In this framework, in a study funded by the Sixth Framework of the European Union since 2005, we are part of a multi-country consortium called DAISIE (Delivering Alien Species Inventories for Europe). This research, in which we are responsible for the bird study, aims to generate a database of invasive alien species in Europe and to use it to study the patterns and processes determining the success and failure of species, their impacts and to make predictions that will be helpful for conservation of native biodiversity. Group members working on this study are Tali Rosenberg and Assaf Schwartz.


As part of a study funded by the Israel Ministry of Science and Technology since 2004, we aim to examine the role of alien species in shaping native and alien biodiversity. Applying field work in Tel Aviv’s Yarkon Park and several other areas in Israel, we are studying how the interactions between alien species affect their establishment success and impact native species of birds using experimental nest boxes and a study of natural nesting sites. A second study examined the establishment process of alien birds in Israel, focusing on the parrot and starling family, marking birds, examining nesting success and foraging behavior. As part of these studies, we are collaborating with scientists in Bar Ilan University looking at the educational aspects in learning and dynamic investigation of students and this study has a wide public outreach to children joining our work, learning and teaching the public about this important conservation issue. Group members working on these studies are Yotam Orchan, Assaf Schwartz, Ohad Hatzofe, Eran Banker and Racheli Ben-David.

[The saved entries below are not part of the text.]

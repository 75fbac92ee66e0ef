use super::list::WordSized;
use super::Ssrc;
use super::{FeedbackMessageType, ReportList, RtcpHeader, RtcpPacket, RtcpType};

/// A receiver report.
#[derive(Debug, Clone, PartialEq, Eq)]
pub struct ReceiverReport {
    /// Sender of this feedback.
    pub sender_ssrc: Ssrc,
    /// Per-SSRC reception reports.
    pub reports: ReportList<ReceptionReport>,
}

/// One reception report block. See RFC 3550 6.4.2.
#[allow(missing_docs)]
#[derive(Debug, Clone, Copy, PartialEq, Eq)]
pub struct ReceptionReport {
    pub ssrc: Ssrc,
    pub fraction_lost: u8,
    pub packets_lost: u32, // 24 bit
    pub max_seq: u32,
    pub jitter: u32,
    pub last_sr_time: u32,
    pub last_sr_delay: u32,
}

impl RtcpPacket for ReceiverReport {
    fn header(&self) -> RtcpHeader {
        RtcpHeader {
            rtcp_type: RtcpType::ReceiverReport,
            feedback_message_type: FeedbackMessageType::ReceptionReport(self.reports.len() as u8),
            words_less_one: (self.length_words() - 1) as u16,
        }
    }

    fn length_words(&self) -> usize {
        // header: 1, sender ssrc: 1, reports: 6 each
        1 + 1 + 6 * self.reports.len()
    }

    fn write_to(&self, buf: &mut [u8]) -> usize {
        self.header().write_to(buf);
        buf[4..8].copy_from_slice(&self.sender_ssrc.to_be_bytes());

        for (i, r) in self.reports.iter().enumerate() {
            r.write_to(&mut buf[8 + i * 24..]);
        }

        self.length_words() * 4
    }
}

impl WordSized for ReceptionReport {
    fn word_size(&self) -> usize {
        6
    }
}

impl ReceptionReport {
    pub(crate) fn write_to(&self, buf: &mut [u8]) {
        buf[0..4].copy_from_slice(&self.ssrc.to_be_bytes());
        buf[4..8].copy_from_slice(&self.packets_lost.to_be_bytes());
        buf[4] = self.fraction_lost;
        buf[8..12].copy_from_slice(&self.max_seq.to_be_bytes());
        buf[12..16].copy_from_slice(&self.jitter.to_be_bytes());
        buf[16..20].copy_from_slice(&self.last_sr_time.to_be_bytes());
        buf[20..24].copy_from_slice(&self.last_sr_delay.to_be_bytes());
    }
}

impl<'a> TryFrom<&'a [u8]> for ReceiverReport {
    type Error = &'static str;

    fn try_from(buf: &'a [u8]) -> Result<Self, Self::Error> {
        if buf.len() < 4 {
            return Err("Less than 4 bytes for ReceiverReport");
        }

        let sender_ssrc = u32::from_be_bytes([buf[0], buf[1], buf[2], buf[3]]).into();

        let mut reports = ReportList::new();
        let mut buf = &buf[4..];

        let count = (buf.len() / 24).min(31);

        for _ in 0..count {
            reports.push(buf.try_into()?);
            buf = &buf[24..];
        }

        Ok(ReceiverReport {
            sender_ssrc,
            reports,
        })
    }
}

impl<'a> TryFrom<&'a [u8]> for ReceptionReport {
    type Error = &'static str;

    fn try_from(buf: &'a [u8]) -> Result<Self, Self::Error> {
        if buf.len() < 24 {
            return Err("Less than 24 bytes for ReceptionReport");
        }

        let ssrc = u32::from_be_bytes([buf[0], buf[1], buf[2], buf[3]]).into();
        let fraction_lost = buf[4];
        let packets_lost = u32::from_be_bytes([0, buf[5], buf[6], buf[7]]);
        let max_seq = u32::from_be_bytes([buf[8], buf[9], buf[10], buf[11]]);
        let jitter = u32::from_be_bytes([buf[12], buf[13], buf[14], buf[15]]);
        let last_sr_time = u32::from_be_bytes([buf[16], buf[17], buf[18], buf[19]]);
        let last_sr_delay = u32::from_be_bytes([buf[20], buf[21], buf[22], buf[23]]);

        Ok(ReceptionReport {
            ssrc,
            fraction_lost,
            packets_lost,
            max_seq,
            jitter,
            last_sr_time,
            last_sr_delay,
        })
    }
}
//! The worker binary.
//!
//! Speaks line-delimited JSON on stdin/stdout with the controlling
//! process: requests in, responses and notifications out. Media I/O is
//! wired up by the embedding transport layer; this binary exercises the
//! control plane and the routing core.

use std::collections::HashMap;
use std::io::{BufRead, Write};
use std::process::exit;
use std::time::Instant;

use clap::Parser;
use tracing::{info, warn};

use sfu::channel::{Notification, Request, Response};
use sfu::config::Settings;
use sfu::{Output, SfuError, Transport};

// Exit code for configuration errors.
const EXIT_BAD_CONFIG: i32 = 42;

fn main() {
    let settings = match Settings::try_parse() {
        Ok(s) => s,
        Err(e) => {
            eprintln!("{}", e);
            exit(EXIT_BAD_CONFIG);
        }
    };

    if let Err(e) = settings.validate() {
        eprintln!("invalid configuration: {}", e);
        exit(EXIT_BAD_CONFIG);
    }

    init_logging(&settings);

    info!(
        "sfu-worker running [rtcMinPort:{}, rtcMaxPort:{}]",
        settings.rtc_min_port, settings.rtc_max_port
    );

    let mut worker = Worker::default();

    let stdin = std::io::stdin();
    let stdout = std::io::stdout();

    for line in stdin.lock().lines() {
        let line = match line {
            Ok(l) => l,
            Err(_) => break,
        };
        if line.trim().is_empty() {
            continue;
        }

        let request: Request = match serde_json::from_str(&line) {
            Ok(r) => r,
            Err(e) => {
                warn!("Discarding unparseable request: {}", e);
                continue;
            }
        };

        let response = worker.handle_request(&request);

        let mut out = stdout.lock();
        let _ = serde_json::to_writer(&mut out, &response);
        let _ = out.write_all(b"\n");

        for notification in worker.drain_notifications() {
            let _ = serde_json::to_writer(&mut out, &notification);
            let _ = out.write_all(b"\n");
        }
        let _ = out.flush();
    }
}

fn init_logging(settings: &Settings) {
    use tracing_subscriber::EnvFilter;

    let mut filter = settings.log_level.clone();
    for tag in &settings.log_tags {
        filter.push_str(&format!(",sfu::{}={}", tag, settings.log_level));
    }

    tracing_subscriber::fmt()
        .with_env_filter(EnvFilter::new(filter))
        .with_writer(std::io::stderr)
        .init();
}

/// Owner of the transports of this worker process.
#[derive(Default)]
struct Worker {
    transports: HashMap<String, Transport>,
    notifications: Vec<Notification>,
}

impl Worker {
    fn handle_request(&mut self, request: &Request) -> Response {
        let now = Instant::now();

        match request.method.as_str() {
            "worker.createTransport" => {
                let Some(id) = request.internal.transport_id.clone() else {
                    return Response::error(
                        request.id,
                        &SfuError::Config("request has no internal.transportId".into()),
                    );
                };
                if self.transports.contains_key(&id) {
                    return Response::error(
                        request.id,
                        &SfuError::Conflict(format!("a transport with id {} already exists", id)),
                    );
                }

                let mut transport = Transport::new(&id);
                // The binary has no DTLS layer: transports run as
                // connected so RTCP timers arm.
                transport.connected(now);
                self.transports.insert(id, transport);

                Response::accepted(request.id, None)
            }

            "transport.close" => {
                let Some(id) = request.internal.transport_id.clone() else {
                    return Response::error(
                        request.id,
                        &SfuError::Config("request has no internal.transportId".into()),
                    );
                };
                let Some(mut transport) = self.transports.remove(&id) else {
                    return Response::error(
                        request.id,
                        &SfuError::NotFound(format!("transport not found: {}", id)),
                    );
                };

                transport.close_producers_and_consumers();
                collect_outputs(&mut self.notifications, &mut transport);

                Response::accepted(request.id, None)
            }

            _ => {
                let Some(id) = request.internal.transport_id.clone() else {
                    return Response::error(
                        request.id,
                        &SfuError::Config("request has no internal.transportId".into()),
                    );
                };
                let Some(transport) = self.transports.get_mut(&id) else {
                    return Response::error(
                        request.id,
                        &SfuError::NotFound(format!("transport not found: {}", id)),
                    );
                };

                let response = transport.handle_request(now, request);
                collect_outputs(&mut self.notifications, transport);

                response
            }
        }
    }

    fn drain_notifications(&mut self) -> Vec<Notification> {
        std::mem::take(&mut self.notifications)
    }
}

fn collect_outputs(notifications: &mut Vec<Notification>, transport: &mut Transport) {
    while let Some(output) = transport.poll_output() {
        match output {
            Output::Event(event) => {
                notifications.push(event.to_notification());
            }
            // Media outputs go to the DTLS layer, which this binary
            // does not carry.
            Output::Rtp(_) | Output::Rtcp(_) => {}
        }
    }
}
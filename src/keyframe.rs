use std::collections::HashMap;
use std::time::{Duration, Instant};

use crate::rtp::Ssrc;
use crate::util::Soonest;

// Watchdog before an unanswered request is re-emitted.
const RETRY_DELAY: Duration = Duration::from_secs(2);

// Re-emissions before giving up until the next explicit request.
const MAX_RETRIES: u8 = 2;

/// Debounces and retries keyframe requests per SSRC.
///
/// At most one request is outstanding per SSRC. An unanswered request is
/// retried after two seconds, at most twice; after that the state is
/// cleared and only a new explicit request starts over.
#[derive(Debug, Default)]
pub struct KeyFrameRequestManager {
    pending: HashMap<Ssrc, Pending>,
}

#[derive(Debug, Clone, Copy)]
struct Pending {
    retries_left: u8,
    deadline: Instant,
}

impl KeyFrameRequestManager {
    pub fn new() -> Self {
        KeyFrameRequestManager::default()
    }

    /// Register the need for a keyframe on `ssrc`.
    ///
    /// Returns true when a request should be emitted now. False means one
    /// is already outstanding.
    pub fn key_frame_needed(&mut self, now: Instant, ssrc: Ssrc) -> bool {
        if self.pending.contains_key(&ssrc) {
            return false;
        }

        self.pending.insert(
            ssrc,
            Pending {
                retries_left: MAX_RETRIES,
                deadline: now + RETRY_DELAY,
            },
        );

        true
    }

    /// A keyframe arrived on `ssrc`; the outstanding request is satisfied.
    pub fn key_frame_received(&mut self, ssrc: Ssrc) {
        self.pending.remove(&ssrc);
    }

    /// Forget all state for `ssrc` (stream going away).
    pub fn remove_ssrc(&mut self, ssrc: Ssrc) {
        self.pending.remove(&ssrc);
    }

    /// The next watchdog deadline, if any.
    pub fn poll_timeout(&self) -> Option<Instant> {
        self.pending
            .values()
            .fold(None, |acc, p| acc.soonest(Some(p.deadline)))
    }

    /// Fire due watchdogs. Returns the SSRCs to re-request.
    pub fn handle_timeout(&mut self, now: Instant) -> Vec<Ssrc> {
        let mut retry = vec![];

        self.pending.retain(|ssrc, p| {
            if now < p.deadline {
                return true;
            }

            if p.retries_left == 0 {
                debug!("Giving up keyframe request for ssrc: {}", ssrc);
                return false;
            }

            p.retries_left -= 1;
            p.deadline = now + RETRY_DELAY;
            retry.push(*ssrc);
            true
        });

        retry
    }
}

#[cfg(test)]
mod test {
    use super::*;

    #[test]
    fn first_request_emits() {
        let now = Instant::now();
        let mut mgr = KeyFrameRequestManager::new();

        assert!(mgr.key_frame_needed(now, 1111.into()));
    }

    #[test]
    fn duplicate_requests_are_debounced() {
        let now = Instant::now();
        let mut mgr = KeyFrameRequestManager::new();

        assert!(mgr.key_frame_needed(now, 1111.into()));
        assert!(!mgr.key_frame_needed(now, 1111.into()));
        assert!(!mgr.key_frame_needed(now, 1111.into()));

        // A different SSRC is independent.
        assert!(mgr.key_frame_needed(now, 2222.into()));
    }

    #[test]
    fn unanswered_request_retries_twice_then_gives_up() {
        let now = Instant::now();
        let mut mgr = KeyFrameRequestManager::new();

        mgr.key_frame_needed(now, 1111.into());

        // First watchdog.
        let deadline = mgr.poll_timeout().unwrap();
        assert_eq!(deadline, now + RETRY_DELAY);
        let retries = mgr.handle_timeout(deadline);
        assert_eq!(retries, vec![1111.into()]);

        // Second watchdog.
        let deadline = mgr.poll_timeout().unwrap();
        let retries = mgr.handle_timeout(deadline);
        assert_eq!(retries, vec![1111.into()]);

        // Out of retries.
        let deadline = mgr.poll_timeout().unwrap();
        let retries = mgr.handle_timeout(deadline);
        assert!(retries.is_empty());
        assert!(mgr.poll_timeout().is_none());

        // A new explicit request starts over.
        assert!(mgr.key_frame_needed(now, 1111.into()));
    }

    #[test]
    fn received_keyframe_stops_the_watchdog() {
        let now = Instant::now();
        let mut mgr = KeyFrameRequestManager::new();

        mgr.key_frame_needed(now, 1111.into());
        mgr.key_frame_received(1111.into());

        assert!(mgr.poll_timeout().is_none());
        assert!(mgr.handle_timeout(now + RETRY_DELAY).is_empty());
    }
}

As part of a collaborative study with the Nature and Parks Authority we are examining the range shifts in the hooded crow, a native bird that has widely increased its range in recent decades. Group members working on this study are Ohad Hatzofe. This study is part of a collaboration with David Saltz from Ben Gurion University.

Invasive species' research2

Biodiversity in Urban Environments

This study focuses on the factors shaping biodiversity in urban areas, comparing different areas within an urban environment, and aiming to understand and provide information on what enables native (vs. alien) species to persist in human dominated landscapes and especially in urban environments. We have examined biodiversity patterns of birds and plants in forty locations in the city of Jerusalem, combining in our work remote sensing tools to quantify habitat variables. We are also studying biodiversity patterns of birds in Tel Aviv’s Yarkon Park and its surroundings, focusing on native and alien species, and within the natives, comparing in both regions urban species that are very well adapted to those less successful in the city. This aims to better understand what factors make a species a successful urban species and potentially a successful invader. Group members working on this study are Eran Banker, Gilad Bino, Samech Darwshi, Adam Schalimtzek and Maya Sella. We are collaborating with Ruth Kark from the Hebrew University and Noam Levin on this direction and with Andrew Iwaniuk from University of Alberta on other aspects.


Biodiversity in agricultural landscapes along ecological gradients

In this study, funded by Nekudat Hen of Yad Hanadiv, The Rothschild Foundation since 2005, we are studying how butterfly diversity is impacted by different agricultural regimes along an ecological gradient in Israel. We aim to provide information that will improve our understanding of how much biodiversity is maintained in agricultural landscapes and what we can do to increase the biodiversity in these areas. Group members working on this study are Guy Pe’er.